エリート建築士は傷心した彼女を愛し抜きたい
(……あれ? 痛く、ない?)


 バチンと痛みが身体に走ると思ったのに、何も感じない。恐る恐る瞳を開けながら顔を上げると目を吊り上げて、怖い顔をしている蒼司が愛羅の腕を取っていた。


「蒼司さん……?」


「愛羅! お前、菜那さんに自分が何しようとしたか分かってるのか?」


 掴んだ愛羅の手を振り落とし、蒼司は菜那を守るように肩を抱き寄せた。愛羅は唇を噛み、悔しそうに瞳に涙を浮かべている。

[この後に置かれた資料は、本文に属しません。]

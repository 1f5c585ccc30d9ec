//! Static default data sets.
//!
//! Each collection is initialized from these on its first-ever hydration
//! (key confirmed absent). They are demo data for a fresh install; offers,
//! orders, and complaints start empty.

use crate::model::{
    AdminAccount, AgentAccount, AgentType, FaqEntry, Gender, Identity, LabAccount, Nurse,
    PatientAccount, Test, TestPack, User,
};
use chrono::{DateTime, TimeZone, Utc};

fn launch_date() -> DateTime<Utc> {
    Utc.with_ymd_and_hms(2024, 3, 1, 9, 0, 0).unwrap()
}

fn identity(id: &str, email: &str, name: &str, phone: Option<&str>, address: Option<&str>) -> Identity {
    Identity {
        id: id.into(),
        email: email.into(),
        name: name.into(),
        phone: phone.map(Into::into),
        address: address.map(Into::into),
        created_at: launch_date(),
    }
}

/// Starter analysis catalog.
#[must_use]
pub fn tests() -> Vec<Test> {
    let test = |id: &str, name: &str, description: &str, category: &str, price: f64, duration: &str, preparation: Option<&str>| Test {
        id: id.into(),
        name: name.into(),
        description: description.into(),
        category: category.into(),
        price,
        duration: duration.into(),
        preparation: preparation.map(Into::into),
        image_url: None,
        requires_prescription: None,
    };

    vec![
        test(
            "test_nfs",
            "Numération formule sanguine",
            "Comptage complet des cellules sanguines.",
            "Hématologie",
            120.0,
            "24h",
            None,
        ),
        test(
            "test_gly",
            "Glycémie à jeun",
            "Mesure du glucose sanguin.",
            "Biochimie",
            60.0,
            "24h",
            Some("À jeun 8h minimum"),
        ),
        test(
            "test_lip",
            "Bilan lipidique",
            "Cholestérol total, HDL, LDL et triglycérides.",
            "Biochimie",
            180.0,
            "24h",
            Some("À jeun 12h"),
        ),
        test(
            "test_tsh",
            "TSH ultrasensible",
            "Dépistage des troubles thyroïdiens.",
            "Hormonologie",
            150.0,
            "48h",
            None,
        ),
        test(
            "test_fer",
            "Ferritine",
            "Évaluation des réserves en fer.",
            "Biochimie",
            140.0,
            "48h",
            None,
        ),
        test(
            "test_ecbu",
            "ECBU",
            "Examen cytobactériologique des urines.",
            "Microbiologie",
            110.0,
            "72h",
            Some("Recueil du premier jet du matin"),
        ),
    ]
}

/// Starter test packs.
#[must_use]
pub fn packs() -> Vec<TestPack> {
    vec![
        TestPack {
            id: "pack_bilan".into(),
            name: "Bilan complet".into(),
            description: "Le bilan annuel recommandé : NFS, glycémie, lipides et TSH.".into(),
            tests: vec![
                "test_nfs".into(),
                "test_gly".into(),
                "test_lip".into(),
                "test_tsh".into(),
            ],
            price: 430.0,
            discount: 15.0,
            image_url: None,
        },
        TestPack {
            id: "pack_fatigue".into(),
            name: "Bilan fatigue".into(),
            description: "NFS, ferritine et TSH pour explorer une fatigue persistante.".into(),
            tests: vec!["test_nfs".into(), "test_fer".into(), "test_tsh".into()],
            price: 350.0,
            discount: 15.0,
            image_url: None,
        },
    ]
}

/// Starter laboratory directory.
#[must_use]
pub fn laboratories() -> Vec<LabAccount> {
    vec![
        LabAccount {
            identity: identity(
                "lab_biocentral",
                "contact@biocentral.ma",
                "BioCentral SARL",
                Some("+212 5 22 44 55 66"),
                Some("12 Bd Zerktouni, Casablanca"),
            ),
            lab_name: "BioCentral".into(),
            license: "LIC-2021-0458".into(),
            nurses: vec![
                Nurse {
                    id: "nurse_samira".into(),
                    name: "Samira El Fassi".into(),
                    phone: "+212 6 61 22 33 44".into(),
                    license: "INF-1204".into(),
                    availability: vec!["Lun-Ven 8h-14h".into()],
                },
                Nurse {
                    id: "nurse_youssef".into(),
                    name: "Youssef Berrada".into(),
                    phone: "+212 6 62 33 44 55".into(),
                    license: "INF-2087".into(),
                    availability: vec!["Mar-Sam 9h-17h".into()],
                },
            ],
            commission: 0.15,
        },
        LabAccount {
            identity: identity(
                "lab_atlas",
                "contact@atlas-analyses.ma",
                "Atlas Analyses",
                Some("+212 5 37 70 80 90"),
                Some("4 Av. Fal Ould Oumeir, Rabat"),
            ),
            lab_name: "Atlas Analyses".into(),
            license: "LIC-2019-0112".into(),
            nurses: vec![Nurse {
                id: "nurse_khadija".into(),
                name: "Khadija Amrani".into(),
                phone: "+212 6 63 44 55 66".into(),
                license: "INF-3319".into(),
                availability: vec!["Lun-Ven 8h-16h".into()],
            }],
            commission: 0.10,
        },
    ]
}

/// Starter accounts: demo patients, the laboratory accounts, one admin,
/// and the support team.
#[must_use]
pub fn users() -> Vec<User> {
    let mut users = vec![
        User::Patient(PatientAccount {
            identity: identity(
                "patient_amina",
                "amina@example.com",
                "Amina Alaoui",
                Some("+212 6 10 20 30 40"),
                Some("8 Rue Ibn Sina, Casablanca"),
            ),
            date_of_birth: Some("1990-04-12".into()),
            gender: Some(Gender::F),
            blood_type: Some("O+".into()),
            allergies: None,
            medical_history: None,
        }),
        User::Patient(PatientAccount {
            identity: identity(
                "patient_karim",
                "karim@example.com",
                "Karim Bennis",
                Some("+212 6 11 21 31 41"),
                None,
            ),
            date_of_birth: Some("1984-11-02".into()),
            gender: Some(Gender::M),
            blood_type: None,
            allergies: Some(vec!["pénicilline".into()]),
            medical_history: None,
        }),
        User::Admin(AdminAccount {
            identity: identity("admin_root", "admin@labstore.ma", "Administrateur", None, None),
            permissions: vec!["catalog".into(), "users".into(), "commissions".into()],
        }),
        User::Agent(AgentAccount {
            identity: identity(
                "agent_nadia",
                "nadia@labstore.ma",
                "Nadia Chraibi",
                None,
                None,
            ),
            department: "Support client".into(),
            agent_type: AgentType::Support,
            assigned_complaints: 0,
            managed_agent_ids: None,
        }),
        User::Agent(AgentAccount {
            identity: identity(
                "agent_omar",
                "omar@labstore.ma",
                "Omar Tazi",
                None,
                None,
            ),
            department: "Support client".into(),
            agent_type: AgentType::Manager,
            assigned_complaints: 0,
            managed_agent_ids: Some(vec!["agent_nadia".into()]),
        }),
    ];

    // Laboratory accounts sign in with the same identities as the directory
    users.extend(laboratories().into_iter().map(User::Laboratory));
    users
}

/// Starter FAQ.
#[must_use]
pub fn faq() -> Vec<FaqEntry> {
    let entry = |id: &str, question: &str, answer: &str, tags: &[&str]| FaqEntry {
        id: id.into(),
        question: question.into(),
        answer: answer.into(),
        tags: tags.iter().map(|t| (*t).into()).collect(),
        updated_at: launch_date(),
    };

    vec![
        entry(
            "faq_domicile",
            "Comment réserver un prélèvement à domicile ?",
            "Depuis le catalogue, ajoutez vos analyses au panier, validez la commande et choisissez \"Prélèvement à domicile\". Le laboratoire confirmera ensuite votre rendez-vous.",
            &["commande", "prélèvement", "domicile"],
        ),
        entry(
            "faq_delais",
            "Sous combien de temps reçois-je mes résultats ?",
            "Selon le type d'analyse et le laboratoire choisi, la plupart des résultats sont disponibles sous 24 à 72h. Vous serez notifié dès leur publication.",
            &["résultats", "délais"],
        ),
        entry(
            "faq_annulation",
            "Puis-je annuler ma commande ?",
            "Oui, vous pouvez annuler votre commande jusqu'à 24h avant le prélèvement. Des frais d'annulation peuvent s'appliquer selon les conditions du laboratoire.",
            &["annulation", "commande"],
        ),
        entry(
            "faq_support",
            "Comment contacter le support client ?",
            "Notre support client est disponible du lundi au vendredi de 9h à 18h, par email, téléphone ou via la messagerie de l'application.",
            &["support", "contact"],
        ),
        entry(
            "faq_donnees",
            "Mes données personnelles sont-elles protégées ?",
            "Vos données médicales sont chiffrées et accessibles uniquement aux professionnels autorisés, conformément à la réglementation en vigueur.",
            &["confidentialité", "données"],
        ),
        entry(
            "faq_partenaire",
            "Comment devenir laboratoire partenaire ?",
            "Contactez notre équipe commerciale depuis la page d'inscription laboratoire. Nous vous accompagnerons dans l'intégration de vos équipes.",
            &["partenariat", "laboratoire"],
        ),
    ]
}

#[cfg(test)]
mod tests {
    use super::*;
    use labstore_core::Record;
    use std::collections::BTreeSet;

    fn unique_ids<T: Record>(records: &[T]) -> bool {
        let ids: BTreeSet<&str> = records.iter().map(Record::id).collect();
        ids.len() == records.len()
    }

    #[test]
    fn seed_ids_are_unique() {
        assert!(unique_ids(&tests()));
        assert!(unique_ids(&packs()));
        assert!(unique_ids(&laboratories()));
        assert!(unique_ids(&users()));
        assert!(unique_ids(&faq()));
    }

    #[test]
    fn pack_members_resolve_in_catalog() {
        let catalog: BTreeSet<String> = tests().iter().map(|t| t.id.clone()).collect();
        for pack in packs() {
            for member in &pack.tests {
                assert!(catalog.contains(member), "{member} missing from catalog");
            }
        }
    }

    #[test]
    fn laboratory_accounts_mirror_directory() {
        let directory: BTreeSet<String> =
            laboratories().iter().map(|l| l.identity.id.clone()).collect();
        let lab_users: BTreeSet<String> = users()
            .iter()
            .filter(|u| u.as_laboratory().is_some())
            .map(|u| Record::id(u).to_string())
            .collect();
        assert_eq!(directory, lab_users);
    }

    #[test]
    fn seed_emails_are_unique() {
        let emails: BTreeSet<String> = users()
            .iter()
            .map(|u| u.email().to_lowercase())
            .collect();
        assert_eq!(emails.len(), users().len());
    }
}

「菜那さん、大丈夫でしたか? たまたま帰ってきたからよかったものの……」


「私は大丈夫です……それよりも町田さんの方が、きっと今凄く後悔していると思います。あまり怒らないであげてください」


「菜那さん……。愛羅、どういうことなんだ?」


 蒼司は愛羅を見るが、口を結んだ愛羅はなかなか言葉を発しない。もしかしたら声に出すことによって耐えている涙がこぼれてしまうのかも。菜那も元カレの浮気現場に直面した時、悔しくて、言葉を発してしまうと涙が溢れそうになった経験がある。


「蒼司さん、ちょっといいですか」


 菜那は立ち上がり、涙を堪えている愛羅の前に立った。